D uring mitosis, forces applied on the cortex by the cell environment can control spindle orientation1,2, but the cell itself generates forces essential for its division. Indeed, at mitosis onset, before centrosome separation, cells round up3 following an increase in osmotic pressure4 and an increase in cortical tension mediated by the cell cortex3,5. This process is essential to allow proper spindle morphogenesis, stability and positioning, as it creates an optimal volume for chromosome capture and allows interaction between the cell cortex and astral microtubules emanating from the centrosomes at spindle poles in all directions of the space5–8. In mouse oocytes on the contrary, off-center positioning of the spindle following its migration, required to allow the asymmetry in size of the first meiotic division, depends on a reduced cortical tension which is correlated with both increased cortical actin nucleation and myosin-II delocalization from the cell cortex9.
Mouse oocytes are arrested in Prophase I of the first meiotic division (Meiosis I) in the ovary. Upon hormonal stimulation meiosis resumes, triggering Nuclear Envelope BreakDown (NEBD) and the two consecutive meiotic divisions. Rapidly, the first meiotic spindle forms, rarely at the perfect cell center but slightly off-centered10,11. At that stage, the oocyte bears no apparent sign of polarization12–14. The spindle then migrates along its long axis towards the closest cortex10. Mouse oocytes lacking true centrosomes and astral microtubules15, spindle positioning in female mouse meiosis does not depend on microtubules10 as in mitosis where astral microtubules connect the spindle to the cortex to actively position it within the cell8.

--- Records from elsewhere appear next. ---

//! Placefinder CLI settings
//!
//! Provider endpoints, the Mapillary token and search limits, kept as TOML
//! in the platform config directory.

use anyhow::{Context, Result};
use placefinder::{OrchestratorConfig, ResultTypeFilter};
use placefinder_osm::{MapillaryConfig, NominatimConfig};
use serde::{Deserialize, Serialize};
use std::fs;
use std::path::PathBuf;
use std::time::Duration;

const CONFIG_DIR: &str = "placefinder";
const CONFIG_FILE: &str = "config.toml";

/// CLI Configuration
#[derive(Debug, Clone, PartialEq, Serialize, Deserialize)]
pub struct Config {
    #[serde(default = "default_nominatim_url")]
    pub nominatim_url: String,
    #[serde(default = "default_user_agent")]
    pub user_agent: String,
    #[serde(skip_serializing_if = "Option::is_none")]
    pub email: Option<String>,
    #[serde(default = "default_mapillary_url")]
    pub mapillary_url: String,
    #[serde(skip_serializing_if = "Option::is_none")]
    pub mapillary_token: Option<String>,
    #[serde(default = "default_preview_radius")]
    pub preview_radius_meters: f64,
    #[serde(default = "default_debounce_ms")]
    pub debounce_ms: u64,
    #[serde(default = "default_search_limit")]
    pub search_limit: usize,
    #[serde(default = "default_completion_limit")]
    pub completion_limit: usize,
    /// Also return street addresses, not only points of interest
    #[serde(default)]
    pub include_addresses: bool,
}

fn default_nominatim_url() -> String {
    NominatimConfig::default().base_url
}

fn default_user_agent() -> String {
    NominatimConfig::default().user_agent
}

fn default_mapillary_url() -> String {
    MapillaryConfig::default().base_url
}

fn default_preview_radius() -> f64 {
    MapillaryConfig::default().radius_meters
}

fn default_debounce_ms() -> u64 {
    250
}

fn default_search_limit() -> usize {
    OrchestratorConfig::default().search_limit
}

fn default_completion_limit() -> usize {
    OrchestratorConfig::default().completion_limit
}

impl Default for Config {
    fn default() -> Self {
        Self {
            nominatim_url: default_nominatim_url(),
            user_agent: default_user_agent(),
            email: None,
            mapillary_url: default_mapillary_url(),
            mapillary_token: None,
            preview_radius_meters: default_preview_radius(),
            debounce_ms: default_debounce_ms(),
            search_limit: default_search_limit(),
            completion_limit: default_completion_limit(),
            include_addresses: false,
        }
    }
}

impl Config {
    /// `~/.config/placefinder` (platform config dir)
    pub fn config_dir() -> Result<PathBuf> {
        dirs::config_dir()
            .map(|base| base.join(CONFIG_DIR))
            .context("No platform config directory to store placefinder settings in")
    }

    pub fn config_path() -> Result<PathBuf> {
        Ok(Self::config_dir()?.join(CONFIG_FILE))
    }

    /// Read the stored settings; a missing file means all defaults
    pub fn load() -> Result<Self> {
        let path = Self::config_path()?;
        if !path.exists() {
            return Ok(Self::default());
        }

        let content = fs::read_to_string(&path)
            .with_context(|| format!("Cannot read placefinder settings at {}", path.display()))?;

        toml::from_str(&content)
            .with_context(|| format!("Invalid placefinder settings in {}", path.display()))
    }

    /// Persist settings, creating the directory on first use
    pub fn save(&self) -> Result<()> {
        let path = Self::config_path()?;
        if let Some(dir) = path.parent() {
            fs::create_dir_all(dir)
                .with_context(|| format!("Cannot create {}", dir.display()))?;
        }

        let content = toml::to_string_pretty(self).context("Cannot encode placefinder settings")?;
        fs::write(&path, content)
            .with_context(|| format!("Cannot write placefinder settings to {}", path.display()))
    }

    pub fn set_mapillary_token(&mut self, token: String) {
        self.mapillary_token = Some(token);
    }

    pub fn result_types(&self) -> ResultTypeFilter {
        if self.include_addresses {
            ResultTypeFilter::all()
        } else {
            ResultTypeFilter::points_of_interest()
        }
    }

    pub fn orchestrator_config(&self) -> OrchestratorConfig {
        OrchestratorConfig::default()
            .with_result_types(self.result_types())
            .with_search_limit(self.search_limit)
            .with_completion_limit(self.completion_limit)
            .with_debounce(Duration::from_millis(self.debounce_ms))
    }

    pub fn nominatim_config(&self) -> NominatimConfig {
        let config = NominatimConfig::new(self.user_agent.clone()).with_base_url(&self.nominatim_url);
        match &self.email {
            Some(email) => config.with_email(email),
            None => config,
        }
    }

    /// Mapillary settings, if a token is stored
    pub fn mapillary_config(&self) -> Option<MapillaryConfig> {
        let token = self.mapillary_token.as_deref().filter(|t| !t.trim().is_empty())?;
        Some(
            MapillaryConfig::new(token)
                .with_base_url(&self.mapillary_url)
                .with_radius(self.preview_radius_meters),
        )
    }
}

#[cfg(test)]
mod tests {
    use super::*;

    #[test]
    fn test_toml_round_trip() {
        let mut config = Config {
            email: Some("dev@example.com".to_string()),
            include_addresses: true,
            search_limit: 10,
            ..Config::default()
        };
        config.set_mapillary_token("MLY|123|abc".to_string());

        let content = toml::to_string_pretty(&config).unwrap();
        let parsed: Config = toml::from_str(&content).unwrap();

        assert_eq!(parsed, config);
    }

    #[test]
    fn test_missing_keys_use_defaults() {
        let parsed: Config = toml::from_str("email = \"dev@example.com\"\n").unwrap();

        assert_eq!(parsed.nominatim_url, "https://nominatim.openstreetmap.org");
        assert_eq!(parsed.search_limit, 25);
        assert_eq!(parsed.completion_limit, 8);
        assert_eq!(parsed.mapillary_token, None);
        assert!(!parsed.include_addresses);
        assert_eq!(parsed.email.as_deref(), Some("dev@example.com"));
    }

    #[test]
    fn test_settings_live_under_app_directory() {
        if let Ok(path) = Config::config_path() {
            assert!(path.ends_with("placefinder/config.toml"));
        }
    }

    #[test]
    fn test_derived_provider_configs() {
        let mut config = Config::default();
        assert!(config.mapillary_config().is_none());
        assert_eq!(config.result_types(), ResultTypeFilter::points_of_interest());

        config.set_mapillary_token("MLY|1|x".to_string());
        config.include_addresses = true;
        config.debounce_ms = 400;

        let mapillary = config.mapillary_config().unwrap();
        assert_eq!(mapillary.access_token, "MLY|1|x");
        assert_eq!(mapillary.radius_meters, config.preview_radius_meters);

        let orchestrator = config.orchestrator_config();
        assert_eq!(orchestrator.result_types, ResultTypeFilter::all());
        assert_eq!(orchestrator.debounce, Duration::from_millis(400));
    }
}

Spindle positioning in Meiosis I instead depends on the progressive assembly of two actin networks: a cytoplasmic meshwork nucleated by Formin-2 (refs 16–19) and Spire1/2 (ref. 20) together with a cortical actin thickening nucleated by the
Arp2/3 complex9. Mos, a MAPKKK (MAP Kinase Kinase Kinase) expressed specifically in oocytes after NEBD and activating
MAPKs around 3 h after NEBD10,21,22 controls both the nucleation of this actin thickening and the removal of myosinII from the cortex, two events responsible for the drop in cortical tension required for spindle migration9,23.

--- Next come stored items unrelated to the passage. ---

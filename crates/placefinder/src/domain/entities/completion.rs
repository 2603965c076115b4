//! CompletionSuggestion - autocomplete entry for a partial query

use serde::{Deserialize, Serialize};
use uuid::Uuid;

/// Ranked place-name suggestion produced by the autocomplete feed
#[derive(Debug, Clone, PartialEq, Eq, Serialize, Deserialize)]
pub struct CompletionSuggestion {
    pub id: Uuid,
    pub title: String,
    pub subtitle: String,
}

impl CompletionSuggestion {
    pub fn new(title: impl Into<String>, subtitle: impl Into<String>) -> Self {
        Self {
            id: Uuid::new_v4(),
            title: title.into(),
            subtitle: subtitle.into(),
        }
    }

    /// Full-search query for this suggestion: `"{title}, {subtitle}"`
    pub fn query(&self) -> String {
        format!("{}, {}", self.title, self.subtitle)
    }
}

#[cfg(test)]
mod tests {
    use super::*;

    #[test]
    fn test_query_joins_title_and_subtitle() {
        let suggestion = CompletionSuggestion::new("Blue Bottle Coffee", "Mint Plaza, San Francisco");
        assert_eq!(
            suggestion.query(),
            "Blue Bottle Coffee, Mint Plaza, San Francisco"
        );
    }

    #[test]
    fn test_query_keeps_separator_without_subtitle() {
        let suggestion = CompletionSuggestion::new("Tokyo Tower", "");
        assert_eq!(suggestion.query(), "Tokyo Tower, ");
    }

    #[test]
    fn test_ids_are_unique() {
        let a = CompletionSuggestion::new("A", "B");
        let b = CompletionSuggestion::new("A", "B");
        assert_ne!(a.id, b.id);
    }
}
//! OrchestratorState - observable snapshot of the search session

use serde::{Deserialize, Serialize};

use crate::domain::entities::{CompletionSuggestion, PlaceResult, PreviewScene};
use crate::domain::errors::SearchError;
use crate::domain::value_objects::Viewport;

/// Immutable snapshot published after every mutation.
///
/// `viewport` is `None` exactly when `results` is empty, and `selection`
/// (when set) is always one of `results`.
#[derive(Debug, Clone, Default, Serialize, Deserialize)]
pub struct OrchestratorState {
    pub fragment: String,
    pub completions: Vec<CompletionSuggestion>,
    /// Suggestions for `fragment` are still outstanding
    #[serde(default)]
    pub completing: bool,
    pub results: Vec<PlaceResult>,
    pub viewport: Option<Viewport>,
    pub error: Option<SearchError>,
    pub selection: Option<PlaceResult>,
    pub preview: Option<PreviewScene>,
}

impl OrchestratorState {
    pub fn has_results(&self) -> bool {
        !self.results.is_empty()
    }

    /// Whether the presentation layer should show an alert
    pub fn is_error_presented(&self) -> bool {
        self.error.as_ref().is_some_and(SearchError::is_user_visible)
    }

    pub fn result_names(&self) -> Vec<&str> {
        self.results.iter().map(|r| r.name.as_str()).collect()
    }
}
//! Viewport - map region framing a result set

use serde::{Deserialize, Serialize};

use super::{Coordinate, CoordinateSpan};

/// Center and span of the visible map region
#[derive(Debug, Clone, Copy, PartialEq, Serialize, Deserialize)]
pub struct Viewport {
    pub center: Coordinate,
    pub span: CoordinateSpan,
}

impl Viewport {
    pub const fn new(center: Coordinate, span: CoordinateSpan) -> Self {
        Self { center, span }
    }

    /// Whether the coordinate lies inside the region (edges inclusive).
    pub fn contains(&self, coordinate: &Coordinate) -> bool {
        let half_lat = self.span.latitude_delta / 2.0;
        let half_lon = self.span.longitude_delta / 2.0;
        (coordinate.latitude - self.center.latitude).abs() <= half_lat
            && (coordinate.longitude - self.center.longitude).abs() <= half_lon
    }
}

However, to which extent and why cortical tension needs to decrease in mouse oocytes to trigger spindle migration has so far remained elusive. Here using mathematical modelling and cortical tension manipulation, we show that cortical tension is strictly gated to allow spindle migration and that the decrease in cortical tension is mediated by F-actin dependent myosin-II exclusion from the cortex.

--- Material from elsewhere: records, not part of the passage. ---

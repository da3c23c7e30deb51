// Builder configuration
// Loaded from an optional JSON file, then overridden by JUDGEKIT_* environment variables.

use serde::{Deserialize, Serialize};
use std::fs;
use std::path::{Path, PathBuf};
use std::str::FromStr;
use thiserror::Error;

#[derive(Debug, Error)]
pub enum ConfigError {
    #[error("failed to read config file {path}: {source}")]
    Read {
        path: PathBuf,
        #[source]
        source: std::io::Error,
    },
    #[error("failed to parse config file {path}: {source}")]
    Parse {
        path: PathBuf,
        #[source]
        source: serde_json::Error,
    },
    #[error("invalid value '{value}' for {name}")]
    InvalidEnv { name: &'static str, value: String },
    #[error("{0}")]
    Invalid(String),
}

/// Caps applied to captured stdout/stderr of a sandboxed process.
#[derive(Debug, Clone, Copy, PartialEq, Eq, Serialize, Deserialize)]
#[serde(default)]
pub struct OutputLimits {
    pub max_bytes: usize,
    pub max_lines: usize,
    pub max_line_chars: usize,
}

impl Default for OutputLimits {
    fn default() -> Self {
        Self {
            max_bytes: 10_000,
            max_lines: 50,
            max_line_chars: 200,
        }
    }
}

/// Executables used by the compile and launch steps.
#[derive(Debug, Clone, PartialEq, Eq, Serialize, Deserialize)]
#[serde(default)]
pub struct Toolchain {
    pub cc: String,
    pub cxx: String,
    pub javac: String,
    pub java: String,
    pub python: String,
    pub ruby: String,
}

impl Default for Toolchain {
    fn default() -> Self {
        Self {
            cc: "gcc".to_string(),
            cxx: "g++".to_string(),
            javac: "javac".to_string(),
            java: "java".to_string(),
            python: "python3".to_string(),
            ruby: "ruby".to_string(),
        }
    }
}

#[derive(Debug, Clone, PartialEq, Serialize, Deserialize)]
#[serde(default)]
pub struct BuilderConfig {
    /// Disabling the sandbox is only meant for controlled test environments.
    /// Deadlines are still enforced; rlimits and the syscall filter are not.
    pub sandbox_enabled: bool,
    /// Heap ceiling exported to the preload allocator for native programs.
    pub heap_size_bytes: u64,
    /// Address-space ceiling for native and interpreted programs.
    pub memory_limit_bytes: u64,
    pub jvm_heap_mb: u32,
    pub cpu_time_secs: u64,
    pub file_size_bytes: u64,
    pub stack_bytes: u64,
    pub max_open_files: u64,
    pub preload_library: Option<PathBuf>,
    pub test_timeout_ms: u64,
    pub total_timeout_ms: Option<u64>,
    pub compile_timeout_ms: u64,
    pub temp_dir: PathBuf,
    pub pool_size: usize,
    pub queue_capacity: usize,
    /// Test cases of one submission that may run at the same time.
    pub test_concurrency: usize,
    /// Upper bound on sandboxed processes alive at once across the pool.
    pub max_sandboxes: Option<usize>,
    pub output: OutputLimits,
    pub toolchain: Toolchain,
    pub testers_path: Option<PathBuf>,
}

impl Default for BuilderConfig {
    fn default() -> Self {
        Self {
            sandbox_enabled: true,
            heap_size_bytes: 8 * 1024 * 1024,
            memory_limit_bytes: 512 * 1024 * 1024,
            jvm_heap_mb: 128,
            cpu_time_secs: 10,
            file_size_bytes: 0,
            stack_bytes: 8 * 1024 * 1024,
            max_open_files: 64,
            preload_library: None,
            test_timeout_ms: 8_000,
            total_timeout_ms: Some(120_000),
            compile_timeout_ms: 30_000,
            temp_dir: std::env::temp_dir(),
            pool_size: 2,
            queue_capacity: 64,
            test_concurrency: 2,
            max_sandboxes: None,
            output: OutputLimits::default(),
            toolchain: Toolchain::default(),
            testers_path: None,
        }
    }
}

impl BuilderConfig {
    /// Load a JSON config file. Missing fields take their defaults.
    pub fn load(path: &Path) -> Result<Self, ConfigError> {
        let content = fs::read_to_string(path).map_err(|source| ConfigError::Read {
            path: path.to_path_buf(),
            source,
        })?;
        serde_json::from_str(&content).map_err(|source| ConfigError::Parse {
            path: path.to_path_buf(),
            source,
        })
    }

    /// Defaults (or `path` when given) with environment overrides applied.
    pub fn from_env(path: Option<&Path>) -> Result<Self, ConfigError> {
        let mut config = match path {
            Some(path) => Self::load(path)?,
            None => Self::default(),
        };
        config.apply_env(|name| std::env::var(name).ok())?;
        config.validate()?;
        Ok(config)
    }

    /// Apply `JUDGEKIT_*` overrides read through `lookup`.
    pub fn apply_env<F>(&mut self, lookup: F) -> Result<(), ConfigError>
    where
        F: Fn(&str) -> Option<String>,
    {
        let get = |name: &'static str| lookup(name).filter(|v| !v.trim().is_empty());

        if let Some(v) = get("JUDGEKIT_SANDBOX_ENABLED") {
            self.sandbox_enabled = parse_bool("JUDGEKIT_SANDBOX_ENABLED", &v)?;
        }
        if let Some(v) = get("JUDGEKIT_SANDBOX_HEAP_BYTES") {
            self.heap_size_bytes = parse("JUDGEKIT_SANDBOX_HEAP_BYTES", &v)?;
        }
        if let Some(v) = get("JUDGEKIT_MEMORY_LIMIT_BYTES") {
            self.memory_limit_bytes = parse("JUDGEKIT_MEMORY_LIMIT_BYTES", &v)?;
        }
        if let Some(v) = get("JUDGEKIT_CPU_TIME_SECS") {
            self.cpu_time_secs = parse("JUDGEKIT_CPU_TIME_SECS", &v)?;
        }
        if let Some(v) = get("JUDGEKIT_TEST_TIMEOUT_MS") {
            self.test_timeout_ms = parse("JUDGEKIT_TEST_TIMEOUT_MS", &v)?;
        }
        if let Some(v) = get("JUDGEKIT_TOTAL_TIMEOUT_MS") {
            let ms: u64 = parse("JUDGEKIT_TOTAL_TIMEOUT_MS", &v)?;
            self.total_timeout_ms = (ms > 0).then_some(ms);
        }
        if let Some(v) = get("JUDGEKIT_TMPDIR") {
            self.temp_dir = PathBuf::from(v);
        }
        if let Some(v) = get("JUDGEKIT_POOL_SIZE") {
            self.pool_size = parse("JUDGEKIT_POOL_SIZE", &v)?;
        }
        if let Some(v) = get("JUDGEKIT_QUEUE_CAPACITY") {
            self.queue_capacity = parse("JUDGEKIT_QUEUE_CAPACITY", &v)?;
        }
        if let Some(v) = get("JUDGEKIT_TEST_CONCURRENCY") {
            self.test_concurrency = parse("JUDGEKIT_TEST_CONCURRENCY", &v)?;
        }
        if let Some(v) = get("JUDGEKIT_TESTERS") {
            self.testers_path = Some(PathBuf::from(v));
        }
        if let Some(v) = get("JUDGEKIT_PRELOAD_LIBRARY") {
            self.preload_library = Some(PathBuf::from(v));
        }
        if let Some(v) = get("JUDGEKIT_CC") {
            self.toolchain.cc = v;
        }
        if let Some(v) = get("JUDGEKIT_CXX") {
            self.toolchain.cxx = v;
        }
        if let Some(v) = get("JUDGEKIT_JAVAC") {
            self.toolchain.javac = v;
        }
        if let Some(v) = get("JUDGEKIT_JAVA") {
            self.toolchain.java = v;
        }
        if let Some(v) = get("JUDGEKIT_PYTHON") {
            self.toolchain.python = v;
        }
        if let Some(v) = get("JUDGEKIT_RUBY") {
            self.toolchain.ruby = v;
        }
        Ok(())
    }

    pub fn validate(&self) -> Result<(), ConfigError> {
        if self.pool_size == 0 {
            return Err(ConfigError::Invalid("pool_size must be at least 1".into()));
        }
        if self.queue_capacity == 0 {
            return Err(ConfigError::Invalid("queue_capacity must be at least 1".into()));
        }
        if self.test_concurrency == 0 {
            return Err(ConfigError::Invalid("test_concurrency must be at least 1".into()));
        }
        if self.test_timeout_ms == 0 {
            return Err(ConfigError::Invalid("test_timeout_ms must be positive".into()));
        }
        Ok(())
    }

    /// Admission limit for concurrently running sandboxes.
    pub fn sandbox_permits(&self) -> usize {
        self.max_sandboxes
            .unwrap_or(self.pool_size * self.test_concurrency)
            .max(1)
    }
}

fn parse<T: FromStr>(name: &'static str, value: &str) -> Result<T, ConfigError> {
    value.trim().parse().map_err(|_| ConfigError::InvalidEnv {
        name,
        value: value.to_string(),
    })
}

fn parse_bool(name: &'static str, value: &str) -> Result<bool, ConfigError> {
    match value.trim().to_lowercase().as_str() {
        "1" | "true" | "yes" | "on" => Ok(true),
        "0" | "false" | "no" | "off" => Ok(false),
        _ => Err(ConfigError::InvalidEnv {
            name,
            value: value.to_string(),
        }),
    }
}

#[cfg(test)]
mod tests {
    use super::*;
    use std::collections::HashMap;

    fn lookup(vars: &[(&str, &str)]) -> impl Fn(&str) -> Option<String> {
        let map: HashMap<String, String> = vars
            .iter()
            .map(|(k, v)| (k.to_string(), v.to_string()))
            .collect();
        move |name| map.get(name).cloned()
    }

    #[test]
    fn test_defaults() {
        let config = BuilderConfig::default();
        assert!(config.sandbox_enabled);
        assert_eq!(config.heap_size_bytes, 8_388_608);
        assert_eq!(config.pool_size, 2);
        assert_eq!(config.output.max_bytes, 10_000);
        assert_eq!(config.sandbox_permits(), 4);
        assert!(config.validate().is_ok());
    }

    #[test]
    fn test_env_overrides() {
        let mut config = BuilderConfig::default();
        config
            .apply_env(lookup(&[
                ("JUDGEKIT_SANDBOX_ENABLED", "false"),
                ("JUDGEKIT_TEST_TIMEOUT_MS", "2000"),
                ("JUDGEKIT_TOTAL_TIMEOUT_MS", "0"),
                ("JUDGEKIT_POOL_SIZE", "8"),
                ("JUDGEKIT_TMPDIR", "/var/tmp/judge"),
                ("JUDGEKIT_CC", "clang"),
            ]))
            .unwrap();

        assert!(!config.sandbox_enabled);
        assert_eq!(config.test_timeout_ms, 2000);
        assert_eq!(config.total_timeout_ms, None);
        assert_eq!(config.pool_size, 8);
        assert_eq!(config.temp_dir, PathBuf::from("/var/tmp/judge"));
        assert_eq!(config.toolchain.cc, "clang");
    }

    #[test]
    fn test_invalid_env_value_is_rejected() {
        let mut config = BuilderConfig::default();
        let err = config
            .apply_env(lookup(&[("JUDGEKIT_POOL_SIZE", "many")]))
            .unwrap_err();
        assert!(matches!(err, ConfigError::InvalidEnv { name: "JUDGEKIT_POOL_SIZE", .. }));
    }

    #[test]
    fn test_zero_pool_size_fails_validation() {
        let config = BuilderConfig {
            pool_size: 0,
            ..BuilderConfig::default()
        };
        assert!(config.validate().is_err());
    }

    #[test]
    fn test_load_partial_json() {
        let dir = tempfile::tempdir().unwrap();
        let path = dir.path().join("judgekit.json");
        fs::write(&path, r#"{"pool_size": 3, "output": {"max_lines": 10}}"#).unwrap();

        let config = BuilderConfig::load(&path).unwrap();

        assert_eq!(config.pool_size, 3);
        assert_eq!(config.output.max_lines, 10);
        assert_eq!(config.output.max_bytes, 10_000);
        assert!(config.sandbox_enabled);
    }
}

Spindle position correlates with F-actin density asymmetry. To investigate how the regulation of cortical tension affects spindle movement to the cortex, we developed a theoretical model of spindle migration based on the following observations. During spindle positioning, F-actin forms an actin cage that surrounds the microtubule spindle and connects it to the thick actin cortex18,19 (Fig. 1a). At that stage, myosin-II is located at both spindle poles19,24 and its inhibition impairs spindle migration9,19.
In addition, a local stretching of the cortical actin thickening can be observed at the cortex above the approaching spindle pole9 (Figs 1a,2a). This suggests that myosin-II pulls the spindle towards the cortex from both poles by pulling on filaments emanating from the cortical thickening overlapping with filaments emanating from the actin cage. Therefore, the pulling force should depend on the overlap between cortical and cytoplasmic filaments, which should be more important on the side where the spindle is migrating, accounting for the directionality of spindle migration10,11.